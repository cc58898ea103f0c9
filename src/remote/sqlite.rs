// SQLite stand-in for the hosted backend
use std::collections::HashMap;
use std::path::{Component, Path, PathBuf};

use async_trait::async_trait;
use bytes::Bytes;
use rusqlite::types::{Value as SqlValue, ValueRef};
use rusqlite::{params_from_iter, Connection};
use serde_json::Value;
use tokio::sync::{broadcast, RwLock};
use url::Url;

use super::{
    ChangeKind, Direction, Filter, Query, RemoteDataService, RemoteError, Row, RowChange,
    RowSubscription,
};
use crate::db::DbPool;
use crate::models::UserId;

const TABLES: &[&str] = &[
    "profiles",
    "posts",
    "post_images",
    "categories",
    "tags",
    "post_categories",
    "post_tags",
    "likes",
    "dislikes",
    "comments",
    "followers",
];

const CHANGE_CAPACITY: usize = 256;

pub struct SqliteDataService {
    pool: DbPool,
    columns: HashMap<String, Vec<String>>,
    storage_root: PathBuf,
    public_base: Url,
    session: RwLock<Option<UserId>>,
    changes: broadcast::Sender<RowChange>,
}

impl SqliteDataService {
    /// Wrap a migrated pool. Objects are written under `storage_root` and
    /// served from `public_url`.
    pub fn new(
        pool: DbPool,
        storage_root: impl Into<PathBuf>,
        public_url: &str,
    ) -> Result<Self, RemoteError> {
        let conn = pool.get()?;
        let columns = load_columns(&conn)?;
        drop(conn);

        let mut base = public_url.to_string();
        if !base.ends_with('/') {
            base.push('/');
        }
        let public_base = Url::parse(&base).map_err(|e| {
            RemoteError::InvalidArgument(format!("public url {}: {}", public_url, e))
        })?;

        let (changes, _) = broadcast::channel(CHANGE_CAPACITY);

        Ok(Self {
            pool,
            columns,
            storage_root: storage_root.into(),
            public_base,
            session: RwLock::new(None),
            changes,
        })
    }

    pub async fn sign_in(&self, user_id: UserId) {
        tracing::info!("Signed in as {}", user_id);
        *self.session.write().await = Some(user_id);
    }

    pub async fn sign_out(&self) {
        tracing::info!("Signed out");
        *self.session.write().await = None;
    }

    fn check_table(&self, table: &str) -> Result<&[String], RemoteError> {
        self.columns
            .get(table)
            .map(Vec::as_slice)
            .ok_or_else(|| RemoteError::UnknownTable(table.to_string()))
    }

    fn check_column(&self, table: &str, column: &str) -> Result<(), RemoteError> {
        if self.check_table(table)?.iter().any(|c| c == column) {
            Ok(())
        } else {
            Err(RemoteError::UnknownColumn {
                table: table.to_string(),
                column: column.to_string(),
            })
        }
    }

    fn where_clause(
        &self,
        table: &str,
        filters: &[Filter],
        params: &mut Vec<SqlValue>,
    ) -> Result<String, RemoteError> {
        let mut parts = Vec::with_capacity(filters.len());
        for filter in filters {
            self.check_column(table, filter.column())?;
            match filter {
                Filter::Eq(column, Value::Null) => parts.push(format!("\"{}\" IS NULL", column)),
                Filter::Eq(column, value) => {
                    parts.push(format!("\"{}\" = ?", column));
                    params.push(sql_value(value));
                }
                Filter::In(_, values) if values.is_empty() => parts.push("0".to_string()),
                Filter::In(column, values) => {
                    let marks = vec!["?"; values.len()].join(", ");
                    parts.push(format!("\"{}\" IN ({})", column, marks));
                    params.extend(values.iter().map(sql_value));
                }
            }
        }
        Ok(parts.join(" AND "))
    }

    fn publish(&self, table: &str, kind: ChangeKind, rows: &[Row]) {
        for row in rows {
            // No receivers is fine
            let _ = self.changes.send(RowChange {
                table: table.to_string(),
                kind,
                row: row.clone(),
            });
        }
    }

    fn run_select(&self, table: &str, query: &Query) -> Result<Vec<Row>, RemoteError> {
        self.check_table(table)?;
        let mut params = Vec::new();
        let mut sql = format!("SELECT * FROM \"{}\"", table);

        let clause = self.where_clause(table, &query.filters, &mut params)?;
        if !clause.is_empty() {
            sql.push_str(" WHERE ");
            sql.push_str(&clause);
        }

        if !query.order.is_empty() {
            let mut terms = Vec::with_capacity(query.order.len());
            for order in &query.order {
                self.check_column(table, &order.column)?;
                let direction = match order.direction {
                    Direction::Asc => "ASC",
                    Direction::Desc => "DESC",
                };
                terms.push(format!("\"{}\" {}", order.column, direction));
            }
            sql.push_str(" ORDER BY ");
            sql.push_str(&terms.join(", "));
        }

        if let Some(limit) = query.limit {
            sql.push_str(&format!(" LIMIT {}", limit));
        }

        let conn = self.pool.get()?;
        query_rows(&conn, &sql, params)
    }

    fn run_insert(&self, table: &str, rows: Vec<Row>) -> Result<Vec<Row>, RemoteError> {
        self.check_table(table)?;
        for row in &rows {
            for column in row.keys() {
                self.check_column(table, column)?;
            }
        }

        let mut conn = self.pool.get()?;
        // Bulk inserts are all-or-nothing
        let tx = conn.transaction()?;
        let mut stored = Vec::with_capacity(rows.len());
        for row in &rows {
            let sql = if row.is_empty() {
                format!("INSERT INTO \"{}\" DEFAULT VALUES RETURNING *", table)
            } else {
                let columns: Vec<String> = row.keys().map(|c| format!("\"{}\"", c)).collect();
                let marks = vec!["?"; row.len()].join(", ");
                format!(
                    "INSERT INTO \"{}\" ({}) VALUES ({}) RETURNING *",
                    table,
                    columns.join(", "),
                    marks
                )
            };
            let params = row.values().map(sql_value).collect();
            stored.extend(query_rows(&tx, &sql, params)?);
        }
        tx.commit()?;

        self.publish(table, ChangeKind::Insert, &stored);
        Ok(stored)
    }

    fn run_update(
        &self,
        table: &str,
        changes: Row,
        filters: Vec<Filter>,
    ) -> Result<Vec<Row>, RemoteError> {
        self.check_table(table)?;
        if filters.is_empty() {
            return Err(RemoteError::MissingFilter("update"));
        }
        if changes.is_empty() {
            return Err(RemoteError::InvalidArgument("update without changes".into()));
        }

        let mut params = Vec::with_capacity(changes.len() + filters.len());
        let mut assignments = Vec::with_capacity(changes.len());
        for (column, value) in &changes {
            self.check_column(table, column)?;
            assignments.push(format!("\"{}\" = ?", column));
            params.push(sql_value(value));
        }
        let clause = self.where_clause(table, &filters, &mut params)?;
        let sql = format!(
            "UPDATE \"{}\" SET {} WHERE {} RETURNING *",
            table,
            assignments.join(", "),
            clause
        );

        let conn = self.pool.get()?;
        let rows = query_rows(&conn, &sql, params)?;
        self.publish(table, ChangeKind::Update, &rows);
        Ok(rows)
    }

    fn run_delete(&self, table: &str, filters: Vec<Filter>) -> Result<u64, RemoteError> {
        self.check_table(table)?;
        if filters.is_empty() {
            return Err(RemoteError::MissingFilter("delete"));
        }

        let mut params = Vec::new();
        let clause = self.where_clause(table, &filters, &mut params)?;
        let sql = format!("DELETE FROM \"{}\" WHERE {} RETURNING *", table, clause);

        let conn = self.pool.get()?;
        let rows = query_rows(&conn, &sql, params)?;
        self.publish(table, ChangeKind::Delete, &rows);
        Ok(rows.len() as u64)
    }

    fn run_count(&self, table: &str, filters: Vec<Filter>) -> Result<u64, RemoteError> {
        self.check_table(table)?;
        let mut params = Vec::new();
        let mut sql = format!("SELECT COUNT(*) FROM \"{}\"", table);
        let clause = self.where_clause(table, &filters, &mut params)?;
        if !clause.is_empty() {
            sql.push_str(" WHERE ");
            sql.push_str(&clause);
        }

        let conn = self.pool.get()?;
        let count: i64 = conn.query_row(&sql, params_from_iter(params), |row| row.get(0))?;
        Ok(count as u64)
    }

    fn increment_view_count(&self, args: &Value) -> Result<Value, RemoteError> {
        let slug = args
            .get("post_slug")
            .and_then(Value::as_str)
            .ok_or_else(|| RemoteError::InvalidArgument("post_slug is required".into()))?;

        let conn = self.pool.get()?;
        let rows = query_rows(
            &conn,
            "UPDATE posts SET views_count = views_count + 1 WHERE slug = ?1 RETURNING *",
            vec![SqlValue::Text(slug.to_string())],
        )?;
        self.publish("posts", ChangeKind::Update, &rows);
        Ok(Value::Null)
    }

    fn object_path(&self, bucket: &str, path: &str) -> Result<PathBuf, RemoteError> {
        check_bucket(bucket)?;
        check_object_path(path)?;
        Ok(self.storage_root.join(bucket).join(path))
    }
}

#[async_trait]
impl RemoteDataService for SqliteDataService {
    async fn select(&self, table: &str, query: &Query) -> Result<Vec<Row>, RemoteError> {
        self.run_select(table, query)
    }

    async fn insert(&self, table: &str, rows: Vec<Row>) -> Result<Vec<Row>, RemoteError> {
        self.run_insert(table, rows)
    }

    async fn update(
        &self,
        table: &str,
        changes: Row,
        filters: Vec<Filter>,
    ) -> Result<Vec<Row>, RemoteError> {
        self.run_update(table, changes, filters)
    }

    async fn delete(&self, table: &str, filters: Vec<Filter>) -> Result<u64, RemoteError> {
        self.run_delete(table, filters)
    }

    async fn count(&self, table: &str, filters: Vec<Filter>) -> Result<u64, RemoteError> {
        self.run_count(table, filters)
    }

    async fn current_user(&self) -> Result<Option<UserId>, RemoteError> {
        Ok(self.session.read().await.clone())
    }

    fn subscribe_row(&self, table: &str, id: Value) -> Result<RowSubscription, RemoteError> {
        self.check_table(table)?;
        Ok(RowSubscription::new(table, id, self.changes.subscribe()))
    }

    async fn upload(
        &self,
        bucket: &str,
        path: &str,
        data: Bytes,
        content_type: &str,
    ) -> Result<String, RemoteError> {
        let target = self.object_path(bucket, path)?;
        if let Some(parent) = target.parent() {
            tokio::fs::create_dir_all(parent).await?;
        }
        tokio::fs::write(&target, &data).await?;
        tracing::debug!(
            "Stored {} bytes ({}) at {}/{}",
            data.len(),
            content_type,
            bucket,
            path
        );
        Ok(path.to_string())
    }

    fn public_url(&self, bucket: &str, path: &str) -> Result<String, RemoteError> {
        check_bucket(bucket)?;
        check_object_path(path)?;
        self.public_base
            .join(&format!("{}/{}", bucket, path))
            .map(String::from)
            .map_err(|e| RemoteError::InvalidArgument(format!("object path {}: {}", path, e)))
    }

    async fn rpc(&self, name: &str, args: Value) -> Result<Value, RemoteError> {
        match name {
            "increment_view_count" => self.increment_view_count(&args),
            other => Err(RemoteError::UnknownProcedure(other.to_string())),
        }
    }
}

fn load_columns(conn: &Connection) -> Result<HashMap<String, Vec<String>>, RemoteError> {
    let mut columns = HashMap::new();
    let mut stmt = conn.prepare("SELECT name FROM pragma_table_info(?1)")?;
    for table in TABLES {
        let names = stmt
            .query_map([table], |row| row.get::<_, String>(0))?
            .collect::<Result<Vec<_>, _>>()?;
        if names.is_empty() {
            return Err(RemoteError::UnknownTable(table.to_string()));
        }
        columns.insert(table.to_string(), names);
    }
    Ok(columns)
}

fn query_rows(conn: &Connection, sql: &str, params: Vec<SqlValue>) -> Result<Vec<Row>, RemoteError> {
    let mut stmt = conn.prepare(sql)?;
    let names: Vec<String> = stmt.column_names().into_iter().map(String::from).collect();
    let rows = stmt
        .query_map(params_from_iter(params), |row| {
            let mut out = Row::new();
            for (i, name) in names.iter().enumerate() {
                out.insert(name.clone(), json_value(row.get_ref(i)?));
            }
            Ok(out)
        })?
        .collect::<Result<Vec<_>, _>>()?;
    Ok(rows)
}

fn sql_value(value: &Value) -> SqlValue {
    match value {
        Value::Null => SqlValue::Null,
        Value::Bool(b) => SqlValue::Integer(i64::from(*b)),
        Value::Number(n) => match n.as_i64() {
            Some(i) => SqlValue::Integer(i),
            None => SqlValue::Real(n.as_f64().unwrap_or_default()),
        },
        Value::String(s) => SqlValue::Text(s.clone()),
        other => SqlValue::Text(other.to_string()),
    }
}

fn json_value(value: ValueRef<'_>) -> Value {
    match value {
        ValueRef::Null => Value::Null,
        ValueRef::Integer(i) => Value::from(i),
        ValueRef::Real(f) => Value::from(f),
        ValueRef::Text(t) => Value::String(String::from_utf8_lossy(t).into_owned()),
        ValueRef::Blob(b) => Value::from(b.to_vec()),
    }
}

fn check_bucket(bucket: &str) -> Result<(), RemoteError> {
    let valid = !bucket.is_empty()
        && bucket
            .chars()
            .all(|c| c.is_ascii_alphanumeric() || c == '-' || c == '_');
    if valid {
        Ok(())
    } else {
        Err(RemoteError::InvalidArgument(format!("bucket {}", bucket)))
    }
}

fn check_object_path(path: &str) -> Result<(), RemoteError> {
    let relative = Path::new(path);
    let valid = !path.is_empty()
        && relative
            .components()
            .all(|c| matches!(c, Component::Normal(_)));
    if valid {
        Ok(())
    } else {
        Err(RemoteError::InvalidArgument(format!("object path {}", path)))
    }
}
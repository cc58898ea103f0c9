use crate::models::PostId;
use crate::remote::RemoteError;

#[derive(Debug, thiserror::Error)]
pub enum AppError {
    #[error("Authentication required")]
    AuthRequired,

    #[error("Not found: {0}")]
    NotFound(String),

    #[error("Bad request: {0}")]
    BadRequest(String),

    #[error("Remote error: {0}")]
    Remote(#[from] RemoteError),

    /// A multi-write operation committed some of its writes before one failed.
    #[error("Partial write on post {post_id}: {committed} of {attempted} writes committed: {source}")]
    PartialWrite {
        post_id: PostId,
        committed: usize,
        attempted: usize,
        #[source]
        source: RemoteError,
    },

    #[error("JSON error: {0}")]
    Json(#[from] serde_json::Error),

    #[error("Internal error: {0}")]
    Internal(String),
}

impl AppError {
    /// Short message suitable for a transient toast.
    pub fn user_message(&self) -> String {
        match self {
            AppError::AuthRequired => "You need to be signed in to do that".to_string(),
            AppError::NotFound(what) => format!("Could not find {}", what),
            AppError::BadRequest(msg) => msg.clone(),
            AppError::Remote(e) => {
                tracing::error!("Remote error: {}", e);
                "Something went wrong, please try again".to_string()
            }
            AppError::PartialWrite { post_id, .. } => {
                tracing::error!("Partial write on post {}: {}", post_id, self);
                "Your reaction was only partly saved, please refresh".to_string()
            }
            AppError::Json(e) => {
                tracing::error!("JSON error: {}", e);
                "Something went wrong, please try again".to_string()
            }
            AppError::Internal(msg) => {
                tracing::error!("Internal error: {}", msg);
                "Something went wrong, please try again".to_string()
            }
        }
    }

    pub fn is_auth_required(&self) -> bool {
        matches!(self, AppError::AuthRequired)
    }

    pub fn is_not_found(&self) -> bool {
        matches!(self, AppError::NotFound(_))
    }
}

pub type AppResult<T> = Result<T, AppError>;
// Library exports for agora
// The binary and the integration tests both drive the stores through here

pub mod comments;
pub mod config;
pub mod db;
pub mod error;
pub mod loading;
pub mod models;
pub mod posts;
pub mod profile;
pub mod reactions;
pub mod remote;
pub mod session;
pub mod storage;
pub mod views;
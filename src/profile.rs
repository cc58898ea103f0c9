use std::sync::Arc;

use serde_json::Value;
use tokio::sync::RwLock;
use tokio::task::JoinHandle;

use crate::error::{AppError, AppResult};
use crate::loading::Loading;
use crate::models::{timestamp, Follow, Post, Profile, ProfilePatch, UserId};
use crate::posts::hydrate_posts;
use crate::remote::{
    from_row, to_row, ChangeKind, Direction, DynRemote, Filter, Query, RemoteDataService, Row,
};

#[derive(Debug, Clone, Default)]
struct ProfileState {
    profile: Option<Profile>,
    follower_count: u64,
    following_count: u64,
}

/// The signed-in user's own profile and follow counts.
pub struct ProfileStore {
    remote: DynRemote,
    state: RwLock<ProfileState>,
    loading: Loading,
}

impl ProfileStore {
    pub fn new(remote: DynRemote) -> Self {
        Self {
            remote,
            state: RwLock::new(ProfileState::default()),
            loading: Loading::new(),
        }
    }

    pub async fn profile(&self) -> Option<Profile> {
        self.state.read().await.profile.clone()
    }

    pub async fn follower_count(&self) -> u64 {
        self.state.read().await.follower_count
    }

    pub async fn following_count(&self) -> u64 {
        self.state.read().await.following_count
    }

    pub fn loading(&self) -> bool {
        self.loading.is_loading()
    }

    /// Fetch profile, follower count and following count together. Each
    /// failure is logged and leaves that part untouched.
    pub async fn load(&self) -> AppResult<()> {
        let Some(user_id) = self.remote.current_user().await? else {
            self.clear().await;
            return Ok(());
        };

        let _loading = self.loading.start();
        let profile_query = Query::new().eq("id", user_id.as_str()).limit(1);
        let (profile, followers, following) = tokio::join!(
            self.remote.select("profiles", &profile_query),
            self.remote.count(
                "followers",
                vec![Filter::eq("following_id", user_id.as_str())]
            ),
            self.remote.count(
                "followers",
                vec![Filter::eq("follower_id", user_id.as_str())]
            ),
        );

        let mut state = self.state.write().await;
        match profile {
            Ok(rows) => match rows.into_iter().next().map(from_row::<Profile>) {
                Some(Ok(profile)) => state.profile = Some(profile),
                Some(Err(e)) => tracing::error!("Malformed profile for {}: {}", user_id, e),
                None => {
                    tracing::debug!("No profile row for {}", user_id);
                    state.profile = None;
                }
            },
            Err(e) => tracing::error!("Error fetching profile: {}", e),
        }
        match followers {
            Ok(count) => state.follower_count = count,
            Err(e) => tracing::error!("Error counting followers: {}", e),
        }
        match following {
            Ok(count) => state.following_count = count,
            Err(e) => tracing::error!("Error counting following: {}", e),
        }
        Ok(())
    }

    pub async fn update_profile(&self, patch: &ProfilePatch) -> AppResult<Profile> {
        let user_id = self
            .remote
            .current_user()
            .await?
            .ok_or(AppError::AuthRequired)?;

        let mut changes = to_row(patch)?;
        changes.insert("updated_at".into(), Value::String(timestamp()));

        let rows = self
            .remote
            .update("profiles", changes, vec![Filter::eq("id", user_id.as_str())])
            .await
            .map_err(|e| {
                tracing::error!("Error updating profile: {}", e);
                e
            })?;
        let profile: Profile = match rows.into_iter().next() {
            Some(row) => from_row(row)?,
            None => return Err(AppError::NotFound(format!("profile {}", user_id))),
        };

        self.state.write().await.profile = Some(profile.clone());
        Ok(profile)
    }

    /// Follow live changes to the own profile row until the feed closes.
    pub async fn watch(self: &Arc<Self>) -> AppResult<JoinHandle<()>> {
        let user_id = self
            .remote
            .current_user()
            .await?
            .ok_or(AppError::AuthRequired)?;
        let mut subscription = self
            .remote
            .subscribe_row("profiles", Value::from(user_id.as_str()))?;

        let store = Arc::clone(self);
        Ok(tokio::spawn(async move {
            while let Some(change) = subscription.next().await {
                store.apply_change(change.kind, change.row).await;
            }
            tracing::debug!("Profile subscription for {} closed", user_id);
        }))
    }

    pub async fn clear(&self) {
        *self.state.write().await = ProfileState::default();
    }

    async fn apply_change(&self, kind: ChangeKind, row: Row) {
        let mut state = self.state.write().await;
        match kind {
            ChangeKind::Delete => state.profile = None,
            ChangeKind::Insert | ChangeKind::Update => match from_row::<Profile>(row) {
                Ok(profile) => state.profile = Some(profile),
                Err(e) => tracing::warn!("Ignoring malformed profile change: {}", e),
            },
        }
    }
}

/// Another user's profile page: their profile, their posts and whether the
/// session user follows them.
#[derive(Debug, Clone)]
pub struct PublicProfile {
    pub profile: Profile,
    pub posts: Vec<Post>,
    pub is_following: bool,
    pub follower_count: u64,
    pub following_count: u64,
}

impl PublicProfile {
    pub async fn load(remote: &dyn RemoteDataService, slug: &str) -> AppResult<Self> {
        let profile_query = Query::new().eq("slug", slug).limit(1);
        let rows = remote.select("profiles", &profile_query).await?;
        let profile: Profile = match rows.into_iter().next() {
            Some(row) => from_row(row)?,
            None => return Err(AppError::NotFound(format!("profile {}", slug))),
        };
        let profile_id = profile.id.as_str();

        let posts_query = Query::new()
            .eq("user_id", profile_id)
            .order_by("created_at", Direction::Desc)
            .order_by("id", Direction::Desc);
        let rows = remote.select("posts", &posts_query).await?;
        let posts = hydrate_posts(remote, rows).await?;

        let is_following = match remote.current_user().await? {
            Some(viewer) => {
                let query = Query::new()
                    .eq("follower_id", viewer.as_str())
                    .eq("following_id", profile_id)
                    .limit(1);
                !remote.select("followers", &query).await?.is_empty()
            }
            None => false,
        };

        let (follower_count, following_count) = futures::try_join!(
            remote.count("followers", vec![Filter::eq("following_id", profile_id)]),
            remote.count("followers", vec![Filter::eq("follower_id", profile_id)]),
        )?;

        Ok(Self {
            profile,
            posts,
            is_following,
            follower_count,
            following_count,
        })
    }

    /// Follow or unfollow. Returns whether the session user now follows.
    pub async fn toggle_follow(&mut self, remote: &dyn RemoteDataService) -> AppResult<bool> {
        let viewer: UserId = remote
            .current_user()
            .await?
            .ok_or(AppError::AuthRequired)?;
        if viewer == self.profile.id {
            return Err(AppError::BadRequest("You cannot follow yourself".into()));
        }

        if self.is_following {
            remote
                .delete(
                    "followers",
                    vec![
                        Filter::eq("follower_id", viewer.as_str()),
                        Filter::eq("following_id", self.profile.id.as_str()),
                    ],
                )
                .await?;
            self.is_following = false;
            self.follower_count = self.follower_count.saturating_sub(1);
            tracing::info!("Unfollowed {}", self.profile.display_name());
        } else {
            let follow = Follow {
                follower_id: viewer,
                following_id: self.profile.id.clone(),
            };
            remote.insert("followers", vec![to_row(&follow)?]).await?;
            self.is_following = true;
            self.follower_count += 1;
            tracing::info!("Now following {}", self.profile.display_name());
        }
        Ok(self.is_following)
    }
}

-------

Only one thing is wanted in reply: the number of lines in the entries that hold the string "ProfileStore".

RESPONSE FOR THIS EXERCISE: 2